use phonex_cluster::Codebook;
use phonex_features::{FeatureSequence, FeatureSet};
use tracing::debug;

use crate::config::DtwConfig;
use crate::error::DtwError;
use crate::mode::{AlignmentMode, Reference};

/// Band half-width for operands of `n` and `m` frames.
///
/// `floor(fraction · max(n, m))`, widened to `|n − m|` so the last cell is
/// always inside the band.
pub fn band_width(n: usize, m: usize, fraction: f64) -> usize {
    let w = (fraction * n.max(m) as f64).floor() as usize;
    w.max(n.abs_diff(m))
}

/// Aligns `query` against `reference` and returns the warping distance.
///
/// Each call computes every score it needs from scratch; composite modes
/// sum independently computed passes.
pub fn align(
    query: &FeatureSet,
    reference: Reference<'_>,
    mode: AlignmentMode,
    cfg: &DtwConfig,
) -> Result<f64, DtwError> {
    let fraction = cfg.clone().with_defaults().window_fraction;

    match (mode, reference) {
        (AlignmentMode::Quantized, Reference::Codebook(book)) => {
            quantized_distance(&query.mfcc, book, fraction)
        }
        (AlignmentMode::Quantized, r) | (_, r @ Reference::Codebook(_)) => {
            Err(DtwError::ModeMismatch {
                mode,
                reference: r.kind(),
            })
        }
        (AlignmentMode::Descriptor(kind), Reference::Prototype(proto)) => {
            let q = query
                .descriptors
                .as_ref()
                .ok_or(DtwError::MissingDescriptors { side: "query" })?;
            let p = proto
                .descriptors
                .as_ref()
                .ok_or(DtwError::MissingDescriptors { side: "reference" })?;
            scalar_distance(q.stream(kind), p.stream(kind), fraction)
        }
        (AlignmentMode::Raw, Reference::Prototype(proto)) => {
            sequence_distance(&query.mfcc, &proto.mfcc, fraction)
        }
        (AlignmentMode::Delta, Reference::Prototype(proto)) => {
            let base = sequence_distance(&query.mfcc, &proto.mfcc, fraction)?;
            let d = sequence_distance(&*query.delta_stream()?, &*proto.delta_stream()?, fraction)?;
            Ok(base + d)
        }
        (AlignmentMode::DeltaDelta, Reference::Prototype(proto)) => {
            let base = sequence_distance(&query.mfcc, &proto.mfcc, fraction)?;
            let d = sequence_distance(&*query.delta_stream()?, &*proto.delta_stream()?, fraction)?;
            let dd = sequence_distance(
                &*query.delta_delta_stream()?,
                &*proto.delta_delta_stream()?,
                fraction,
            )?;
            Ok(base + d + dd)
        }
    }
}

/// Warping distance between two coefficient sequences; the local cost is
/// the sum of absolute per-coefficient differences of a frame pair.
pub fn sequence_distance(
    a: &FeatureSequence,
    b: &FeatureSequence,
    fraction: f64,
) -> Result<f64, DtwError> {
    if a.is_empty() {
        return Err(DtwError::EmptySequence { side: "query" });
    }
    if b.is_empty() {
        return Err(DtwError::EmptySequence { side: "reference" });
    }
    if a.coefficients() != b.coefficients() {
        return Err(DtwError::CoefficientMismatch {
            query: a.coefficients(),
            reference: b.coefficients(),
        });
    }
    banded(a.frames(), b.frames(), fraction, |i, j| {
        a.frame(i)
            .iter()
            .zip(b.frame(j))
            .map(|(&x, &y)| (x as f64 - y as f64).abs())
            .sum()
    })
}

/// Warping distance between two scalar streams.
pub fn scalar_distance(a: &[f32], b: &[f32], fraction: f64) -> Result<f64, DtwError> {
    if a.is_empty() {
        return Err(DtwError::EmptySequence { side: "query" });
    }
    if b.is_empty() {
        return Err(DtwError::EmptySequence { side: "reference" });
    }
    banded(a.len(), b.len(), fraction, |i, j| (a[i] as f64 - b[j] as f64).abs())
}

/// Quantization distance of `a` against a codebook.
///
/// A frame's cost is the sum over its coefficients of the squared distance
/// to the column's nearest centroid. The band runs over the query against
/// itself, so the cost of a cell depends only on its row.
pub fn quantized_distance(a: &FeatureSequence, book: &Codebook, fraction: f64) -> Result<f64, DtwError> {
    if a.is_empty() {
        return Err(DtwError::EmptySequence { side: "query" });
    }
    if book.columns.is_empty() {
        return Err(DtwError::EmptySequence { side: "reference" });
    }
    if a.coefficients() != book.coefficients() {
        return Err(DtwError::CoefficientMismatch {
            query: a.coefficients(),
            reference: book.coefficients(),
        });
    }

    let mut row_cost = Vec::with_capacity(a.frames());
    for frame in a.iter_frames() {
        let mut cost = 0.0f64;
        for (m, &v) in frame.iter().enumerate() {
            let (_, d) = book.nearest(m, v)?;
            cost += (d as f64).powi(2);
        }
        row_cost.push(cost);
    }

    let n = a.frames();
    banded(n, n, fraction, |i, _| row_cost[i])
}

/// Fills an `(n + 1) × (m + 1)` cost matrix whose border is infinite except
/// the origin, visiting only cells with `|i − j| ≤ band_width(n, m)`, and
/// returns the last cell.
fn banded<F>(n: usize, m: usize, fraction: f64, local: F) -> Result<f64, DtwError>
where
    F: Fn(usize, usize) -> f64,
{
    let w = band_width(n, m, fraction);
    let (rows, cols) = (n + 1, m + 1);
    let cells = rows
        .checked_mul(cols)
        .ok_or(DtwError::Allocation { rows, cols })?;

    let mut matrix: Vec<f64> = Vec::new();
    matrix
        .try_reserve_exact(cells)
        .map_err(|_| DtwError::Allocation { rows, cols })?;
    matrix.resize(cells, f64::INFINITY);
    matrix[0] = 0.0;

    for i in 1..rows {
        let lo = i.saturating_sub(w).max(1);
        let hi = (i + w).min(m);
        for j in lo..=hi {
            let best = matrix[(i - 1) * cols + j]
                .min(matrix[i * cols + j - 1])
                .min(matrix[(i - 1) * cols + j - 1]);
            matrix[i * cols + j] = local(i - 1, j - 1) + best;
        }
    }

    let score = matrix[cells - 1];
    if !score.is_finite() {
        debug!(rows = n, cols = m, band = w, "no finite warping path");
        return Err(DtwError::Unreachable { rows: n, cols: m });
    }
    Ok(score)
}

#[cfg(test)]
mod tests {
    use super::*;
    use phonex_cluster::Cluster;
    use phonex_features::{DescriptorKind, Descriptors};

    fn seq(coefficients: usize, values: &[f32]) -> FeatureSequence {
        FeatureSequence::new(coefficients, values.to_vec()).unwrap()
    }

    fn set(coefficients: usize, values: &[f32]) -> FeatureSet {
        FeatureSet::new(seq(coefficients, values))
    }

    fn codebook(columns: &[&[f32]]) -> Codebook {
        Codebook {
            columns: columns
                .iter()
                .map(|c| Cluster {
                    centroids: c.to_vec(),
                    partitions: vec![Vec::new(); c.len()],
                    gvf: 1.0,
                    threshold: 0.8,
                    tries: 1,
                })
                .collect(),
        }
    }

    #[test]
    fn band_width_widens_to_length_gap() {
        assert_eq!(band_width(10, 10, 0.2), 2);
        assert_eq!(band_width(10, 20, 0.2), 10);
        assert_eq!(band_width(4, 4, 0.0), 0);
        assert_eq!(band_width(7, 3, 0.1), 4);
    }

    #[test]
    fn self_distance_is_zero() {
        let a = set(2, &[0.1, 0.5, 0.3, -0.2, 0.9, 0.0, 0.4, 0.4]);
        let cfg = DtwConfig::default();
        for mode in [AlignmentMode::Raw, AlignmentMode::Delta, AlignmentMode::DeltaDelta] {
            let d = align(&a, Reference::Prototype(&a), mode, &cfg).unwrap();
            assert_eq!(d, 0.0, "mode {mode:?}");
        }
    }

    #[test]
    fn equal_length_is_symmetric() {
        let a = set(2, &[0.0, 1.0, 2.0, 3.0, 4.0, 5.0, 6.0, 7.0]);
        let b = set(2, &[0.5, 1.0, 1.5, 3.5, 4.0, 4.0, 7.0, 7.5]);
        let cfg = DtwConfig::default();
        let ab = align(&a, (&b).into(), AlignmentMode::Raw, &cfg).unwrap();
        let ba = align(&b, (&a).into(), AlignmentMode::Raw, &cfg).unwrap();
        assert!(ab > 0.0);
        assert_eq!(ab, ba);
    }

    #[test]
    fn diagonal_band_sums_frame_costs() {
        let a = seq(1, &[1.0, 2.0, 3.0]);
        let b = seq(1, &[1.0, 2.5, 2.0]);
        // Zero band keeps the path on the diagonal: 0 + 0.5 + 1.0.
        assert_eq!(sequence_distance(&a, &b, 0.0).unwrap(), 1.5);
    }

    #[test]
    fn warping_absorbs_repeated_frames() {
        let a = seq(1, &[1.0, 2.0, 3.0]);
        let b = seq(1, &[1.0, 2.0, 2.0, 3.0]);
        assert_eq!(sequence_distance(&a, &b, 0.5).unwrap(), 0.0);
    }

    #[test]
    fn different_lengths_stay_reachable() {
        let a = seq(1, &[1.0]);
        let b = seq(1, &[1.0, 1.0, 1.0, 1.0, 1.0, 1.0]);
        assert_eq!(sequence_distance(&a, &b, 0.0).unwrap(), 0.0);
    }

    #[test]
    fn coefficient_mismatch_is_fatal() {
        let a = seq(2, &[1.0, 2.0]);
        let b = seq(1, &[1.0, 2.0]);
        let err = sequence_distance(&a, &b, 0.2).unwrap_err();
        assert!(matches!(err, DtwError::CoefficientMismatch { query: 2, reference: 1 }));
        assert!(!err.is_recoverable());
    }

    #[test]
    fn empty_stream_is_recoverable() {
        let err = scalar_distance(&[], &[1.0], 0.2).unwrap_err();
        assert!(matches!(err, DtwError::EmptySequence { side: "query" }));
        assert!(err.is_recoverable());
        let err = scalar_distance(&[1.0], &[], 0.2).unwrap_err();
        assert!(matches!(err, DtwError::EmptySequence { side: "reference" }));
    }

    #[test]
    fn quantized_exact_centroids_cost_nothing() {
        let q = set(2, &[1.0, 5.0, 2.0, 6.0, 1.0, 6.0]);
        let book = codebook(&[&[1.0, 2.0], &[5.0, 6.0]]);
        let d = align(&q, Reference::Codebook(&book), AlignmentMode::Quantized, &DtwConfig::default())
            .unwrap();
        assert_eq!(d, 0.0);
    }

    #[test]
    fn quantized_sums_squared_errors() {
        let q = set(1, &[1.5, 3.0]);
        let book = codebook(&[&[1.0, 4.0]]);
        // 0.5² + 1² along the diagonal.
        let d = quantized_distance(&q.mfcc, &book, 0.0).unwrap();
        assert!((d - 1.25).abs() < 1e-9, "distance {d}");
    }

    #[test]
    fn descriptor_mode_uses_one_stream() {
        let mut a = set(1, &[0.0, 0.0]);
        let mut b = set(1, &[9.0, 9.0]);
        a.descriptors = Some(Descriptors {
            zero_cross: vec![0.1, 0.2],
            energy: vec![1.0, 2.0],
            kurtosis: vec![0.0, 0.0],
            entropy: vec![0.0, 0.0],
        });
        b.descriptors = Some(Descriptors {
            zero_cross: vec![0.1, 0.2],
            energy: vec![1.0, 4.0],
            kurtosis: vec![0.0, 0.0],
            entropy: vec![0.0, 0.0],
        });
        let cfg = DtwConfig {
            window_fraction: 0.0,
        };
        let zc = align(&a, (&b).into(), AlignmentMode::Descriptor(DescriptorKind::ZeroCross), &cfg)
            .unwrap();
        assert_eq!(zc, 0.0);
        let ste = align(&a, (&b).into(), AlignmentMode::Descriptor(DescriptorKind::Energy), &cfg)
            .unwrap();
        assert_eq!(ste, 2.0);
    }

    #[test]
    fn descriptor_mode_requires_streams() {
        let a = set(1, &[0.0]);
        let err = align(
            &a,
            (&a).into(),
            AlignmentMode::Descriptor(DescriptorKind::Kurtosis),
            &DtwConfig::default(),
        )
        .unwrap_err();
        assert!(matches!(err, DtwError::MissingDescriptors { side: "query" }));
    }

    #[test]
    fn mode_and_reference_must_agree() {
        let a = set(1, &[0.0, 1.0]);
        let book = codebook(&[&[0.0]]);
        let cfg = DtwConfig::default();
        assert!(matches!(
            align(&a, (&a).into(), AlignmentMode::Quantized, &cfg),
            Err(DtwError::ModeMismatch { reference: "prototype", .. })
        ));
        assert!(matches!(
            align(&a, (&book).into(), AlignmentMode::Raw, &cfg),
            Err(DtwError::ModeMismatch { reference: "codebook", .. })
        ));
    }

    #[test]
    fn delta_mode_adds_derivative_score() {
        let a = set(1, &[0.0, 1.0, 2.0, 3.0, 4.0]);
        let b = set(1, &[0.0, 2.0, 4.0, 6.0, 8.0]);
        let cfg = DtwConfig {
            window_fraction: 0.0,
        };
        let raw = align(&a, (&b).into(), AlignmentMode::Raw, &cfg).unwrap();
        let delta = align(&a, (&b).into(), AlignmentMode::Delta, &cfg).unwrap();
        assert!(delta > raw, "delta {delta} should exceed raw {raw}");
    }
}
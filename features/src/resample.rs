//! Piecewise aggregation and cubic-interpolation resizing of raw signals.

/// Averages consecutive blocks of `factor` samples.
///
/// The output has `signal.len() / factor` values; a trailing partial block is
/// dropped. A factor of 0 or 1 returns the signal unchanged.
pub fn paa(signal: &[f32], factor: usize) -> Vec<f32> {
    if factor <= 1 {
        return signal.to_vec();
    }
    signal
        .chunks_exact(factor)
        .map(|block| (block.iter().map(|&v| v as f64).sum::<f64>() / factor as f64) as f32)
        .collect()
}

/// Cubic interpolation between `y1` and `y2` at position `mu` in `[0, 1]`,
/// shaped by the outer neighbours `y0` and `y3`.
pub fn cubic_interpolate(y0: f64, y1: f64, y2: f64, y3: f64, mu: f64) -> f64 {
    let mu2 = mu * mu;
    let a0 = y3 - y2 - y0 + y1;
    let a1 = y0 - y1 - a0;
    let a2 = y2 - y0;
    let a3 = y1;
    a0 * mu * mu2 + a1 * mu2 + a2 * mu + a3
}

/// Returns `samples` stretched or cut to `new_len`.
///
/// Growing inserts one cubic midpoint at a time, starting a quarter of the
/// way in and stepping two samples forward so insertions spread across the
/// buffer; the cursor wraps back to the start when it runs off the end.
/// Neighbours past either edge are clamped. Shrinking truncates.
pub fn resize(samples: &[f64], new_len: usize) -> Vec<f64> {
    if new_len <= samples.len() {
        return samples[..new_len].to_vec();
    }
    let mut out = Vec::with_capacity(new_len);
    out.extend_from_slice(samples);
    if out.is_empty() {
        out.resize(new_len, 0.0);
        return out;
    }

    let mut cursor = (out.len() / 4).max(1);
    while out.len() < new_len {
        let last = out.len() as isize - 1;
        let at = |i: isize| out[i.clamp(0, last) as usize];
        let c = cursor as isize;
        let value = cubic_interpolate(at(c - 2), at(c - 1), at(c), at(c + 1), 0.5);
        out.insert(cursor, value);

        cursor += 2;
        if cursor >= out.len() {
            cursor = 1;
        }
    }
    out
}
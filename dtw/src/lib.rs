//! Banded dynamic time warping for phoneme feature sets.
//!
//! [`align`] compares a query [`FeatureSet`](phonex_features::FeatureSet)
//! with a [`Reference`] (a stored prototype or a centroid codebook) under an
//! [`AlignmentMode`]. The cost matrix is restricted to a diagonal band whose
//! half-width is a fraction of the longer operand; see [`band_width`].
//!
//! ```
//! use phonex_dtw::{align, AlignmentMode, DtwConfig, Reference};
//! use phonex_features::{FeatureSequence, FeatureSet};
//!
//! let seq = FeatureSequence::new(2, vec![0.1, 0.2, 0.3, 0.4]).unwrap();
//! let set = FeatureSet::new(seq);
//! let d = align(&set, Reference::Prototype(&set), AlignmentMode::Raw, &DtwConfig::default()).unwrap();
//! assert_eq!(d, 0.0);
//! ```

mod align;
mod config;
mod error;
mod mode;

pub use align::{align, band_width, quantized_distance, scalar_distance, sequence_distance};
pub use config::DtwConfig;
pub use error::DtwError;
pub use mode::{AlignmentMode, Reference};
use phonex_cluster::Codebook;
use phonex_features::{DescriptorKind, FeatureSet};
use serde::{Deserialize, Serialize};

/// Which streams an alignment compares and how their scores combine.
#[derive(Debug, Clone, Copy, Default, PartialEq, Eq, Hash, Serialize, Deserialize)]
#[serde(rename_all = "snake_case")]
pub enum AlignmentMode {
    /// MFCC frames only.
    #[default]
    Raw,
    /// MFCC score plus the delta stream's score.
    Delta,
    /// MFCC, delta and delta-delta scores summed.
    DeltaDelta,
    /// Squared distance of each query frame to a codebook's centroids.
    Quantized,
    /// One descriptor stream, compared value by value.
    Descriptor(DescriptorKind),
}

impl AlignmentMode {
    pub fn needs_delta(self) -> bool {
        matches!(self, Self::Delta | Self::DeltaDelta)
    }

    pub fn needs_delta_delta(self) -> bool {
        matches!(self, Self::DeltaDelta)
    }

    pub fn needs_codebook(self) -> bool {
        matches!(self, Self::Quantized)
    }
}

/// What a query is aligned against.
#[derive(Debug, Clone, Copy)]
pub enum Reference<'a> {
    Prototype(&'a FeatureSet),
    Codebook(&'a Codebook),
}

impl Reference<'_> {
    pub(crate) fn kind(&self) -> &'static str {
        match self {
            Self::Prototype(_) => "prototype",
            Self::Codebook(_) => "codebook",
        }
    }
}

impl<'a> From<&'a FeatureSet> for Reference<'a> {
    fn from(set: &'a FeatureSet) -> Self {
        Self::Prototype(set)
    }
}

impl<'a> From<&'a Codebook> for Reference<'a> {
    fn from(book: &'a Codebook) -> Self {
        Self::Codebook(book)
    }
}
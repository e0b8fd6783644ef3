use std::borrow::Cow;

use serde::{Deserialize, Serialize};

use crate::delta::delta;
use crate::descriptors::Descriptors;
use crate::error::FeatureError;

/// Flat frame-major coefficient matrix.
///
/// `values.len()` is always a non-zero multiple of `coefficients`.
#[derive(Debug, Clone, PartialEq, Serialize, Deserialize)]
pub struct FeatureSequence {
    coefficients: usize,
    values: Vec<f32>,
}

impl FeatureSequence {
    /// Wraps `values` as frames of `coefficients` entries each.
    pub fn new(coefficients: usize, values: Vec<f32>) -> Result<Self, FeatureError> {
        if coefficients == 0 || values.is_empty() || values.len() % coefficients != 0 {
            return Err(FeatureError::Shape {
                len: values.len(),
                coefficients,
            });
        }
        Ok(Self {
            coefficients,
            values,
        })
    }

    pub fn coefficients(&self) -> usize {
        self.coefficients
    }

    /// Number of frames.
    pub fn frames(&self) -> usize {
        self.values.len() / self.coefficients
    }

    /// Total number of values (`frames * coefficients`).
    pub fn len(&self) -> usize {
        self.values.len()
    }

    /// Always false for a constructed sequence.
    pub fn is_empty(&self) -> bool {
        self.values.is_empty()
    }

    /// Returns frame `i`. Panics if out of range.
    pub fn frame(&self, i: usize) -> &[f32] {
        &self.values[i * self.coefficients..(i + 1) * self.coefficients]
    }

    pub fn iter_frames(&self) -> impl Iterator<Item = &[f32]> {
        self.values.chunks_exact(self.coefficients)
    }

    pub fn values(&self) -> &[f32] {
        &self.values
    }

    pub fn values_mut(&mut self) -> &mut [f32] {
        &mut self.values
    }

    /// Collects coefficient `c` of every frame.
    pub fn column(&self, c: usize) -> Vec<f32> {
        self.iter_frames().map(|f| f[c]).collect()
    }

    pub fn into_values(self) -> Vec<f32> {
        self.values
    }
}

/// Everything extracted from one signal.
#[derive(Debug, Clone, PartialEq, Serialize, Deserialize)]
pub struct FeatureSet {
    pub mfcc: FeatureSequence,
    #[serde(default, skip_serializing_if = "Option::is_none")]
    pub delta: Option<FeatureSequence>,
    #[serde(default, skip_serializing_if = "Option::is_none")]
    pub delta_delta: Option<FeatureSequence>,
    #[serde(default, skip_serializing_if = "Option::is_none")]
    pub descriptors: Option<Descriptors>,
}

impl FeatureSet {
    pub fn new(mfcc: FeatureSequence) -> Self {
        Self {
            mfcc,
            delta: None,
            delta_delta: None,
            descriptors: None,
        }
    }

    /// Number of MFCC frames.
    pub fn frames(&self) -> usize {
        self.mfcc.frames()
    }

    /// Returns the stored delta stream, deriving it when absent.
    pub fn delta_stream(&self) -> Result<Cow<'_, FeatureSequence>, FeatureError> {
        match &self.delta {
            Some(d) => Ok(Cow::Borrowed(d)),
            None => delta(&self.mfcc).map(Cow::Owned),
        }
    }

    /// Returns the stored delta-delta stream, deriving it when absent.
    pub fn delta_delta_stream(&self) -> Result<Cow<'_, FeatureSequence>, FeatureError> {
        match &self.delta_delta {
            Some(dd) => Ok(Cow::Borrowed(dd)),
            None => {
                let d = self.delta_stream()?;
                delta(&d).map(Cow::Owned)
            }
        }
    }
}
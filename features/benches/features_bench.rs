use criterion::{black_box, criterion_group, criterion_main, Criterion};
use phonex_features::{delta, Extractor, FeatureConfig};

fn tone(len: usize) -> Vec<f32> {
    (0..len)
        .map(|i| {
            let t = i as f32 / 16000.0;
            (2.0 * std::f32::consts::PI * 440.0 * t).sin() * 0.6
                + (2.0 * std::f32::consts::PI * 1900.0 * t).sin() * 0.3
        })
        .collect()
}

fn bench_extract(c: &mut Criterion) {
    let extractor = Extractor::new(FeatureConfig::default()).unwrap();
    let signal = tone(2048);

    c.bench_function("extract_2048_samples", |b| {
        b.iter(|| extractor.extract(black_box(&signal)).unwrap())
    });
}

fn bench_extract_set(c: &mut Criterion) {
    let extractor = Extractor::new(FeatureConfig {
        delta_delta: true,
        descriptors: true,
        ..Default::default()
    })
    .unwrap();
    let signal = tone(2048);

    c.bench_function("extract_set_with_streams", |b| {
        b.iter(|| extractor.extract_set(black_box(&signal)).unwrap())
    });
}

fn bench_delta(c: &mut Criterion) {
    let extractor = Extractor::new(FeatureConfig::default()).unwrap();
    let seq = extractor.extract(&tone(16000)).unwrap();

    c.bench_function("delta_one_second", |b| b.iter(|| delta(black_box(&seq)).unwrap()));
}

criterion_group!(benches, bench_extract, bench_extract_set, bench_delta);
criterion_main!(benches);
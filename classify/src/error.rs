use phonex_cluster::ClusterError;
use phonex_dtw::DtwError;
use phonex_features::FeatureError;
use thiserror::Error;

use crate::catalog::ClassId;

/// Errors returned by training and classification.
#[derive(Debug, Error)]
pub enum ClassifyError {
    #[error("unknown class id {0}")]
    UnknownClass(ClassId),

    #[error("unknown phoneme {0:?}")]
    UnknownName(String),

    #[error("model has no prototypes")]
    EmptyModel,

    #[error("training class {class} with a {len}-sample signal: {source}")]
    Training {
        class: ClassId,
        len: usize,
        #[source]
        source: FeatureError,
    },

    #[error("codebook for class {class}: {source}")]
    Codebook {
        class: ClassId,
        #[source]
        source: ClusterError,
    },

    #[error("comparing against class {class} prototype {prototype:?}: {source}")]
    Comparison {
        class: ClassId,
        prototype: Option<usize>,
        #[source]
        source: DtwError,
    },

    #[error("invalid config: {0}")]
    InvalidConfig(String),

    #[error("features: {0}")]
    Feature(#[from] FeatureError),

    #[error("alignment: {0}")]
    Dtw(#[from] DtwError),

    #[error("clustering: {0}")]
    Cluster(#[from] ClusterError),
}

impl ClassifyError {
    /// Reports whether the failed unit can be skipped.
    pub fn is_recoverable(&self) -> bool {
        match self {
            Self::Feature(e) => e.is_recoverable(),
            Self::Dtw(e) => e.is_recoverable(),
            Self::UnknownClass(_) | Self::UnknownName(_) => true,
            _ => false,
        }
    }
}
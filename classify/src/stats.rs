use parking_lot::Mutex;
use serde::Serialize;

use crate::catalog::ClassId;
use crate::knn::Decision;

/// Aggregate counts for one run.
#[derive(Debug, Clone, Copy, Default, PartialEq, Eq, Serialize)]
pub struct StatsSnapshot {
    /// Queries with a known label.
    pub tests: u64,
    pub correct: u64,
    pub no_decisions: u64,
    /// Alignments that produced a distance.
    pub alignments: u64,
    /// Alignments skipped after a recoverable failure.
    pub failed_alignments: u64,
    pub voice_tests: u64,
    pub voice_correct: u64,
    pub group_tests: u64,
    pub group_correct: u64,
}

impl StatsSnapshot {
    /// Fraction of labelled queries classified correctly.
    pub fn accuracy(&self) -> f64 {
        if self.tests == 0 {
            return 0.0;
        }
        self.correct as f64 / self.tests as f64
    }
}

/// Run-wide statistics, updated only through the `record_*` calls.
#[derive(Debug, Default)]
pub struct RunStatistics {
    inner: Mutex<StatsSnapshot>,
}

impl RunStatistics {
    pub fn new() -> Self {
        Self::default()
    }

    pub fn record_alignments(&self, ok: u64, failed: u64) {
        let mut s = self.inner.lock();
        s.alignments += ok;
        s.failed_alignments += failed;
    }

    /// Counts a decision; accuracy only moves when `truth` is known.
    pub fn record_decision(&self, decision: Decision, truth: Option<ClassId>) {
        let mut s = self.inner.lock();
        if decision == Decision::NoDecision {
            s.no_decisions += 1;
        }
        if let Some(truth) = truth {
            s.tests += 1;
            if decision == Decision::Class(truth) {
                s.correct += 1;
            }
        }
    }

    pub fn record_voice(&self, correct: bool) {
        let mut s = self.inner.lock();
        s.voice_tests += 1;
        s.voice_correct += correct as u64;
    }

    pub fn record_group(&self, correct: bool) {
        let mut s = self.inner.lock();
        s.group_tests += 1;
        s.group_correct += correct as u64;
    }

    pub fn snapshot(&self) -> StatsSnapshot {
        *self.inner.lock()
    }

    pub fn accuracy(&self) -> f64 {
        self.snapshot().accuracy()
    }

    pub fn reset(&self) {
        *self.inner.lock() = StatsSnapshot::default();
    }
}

########################################

▸ **Exercise prompt**: Scan the records for the word "consts". Copy each line where it turns up.

▸ **Your response**:
            (2.0 * std::f32::consts::PI * 440.0 * t).sin() * 0.6
                + (2.0 * std::f32::consts::PI * 1900.0 * t).sin() * 0.3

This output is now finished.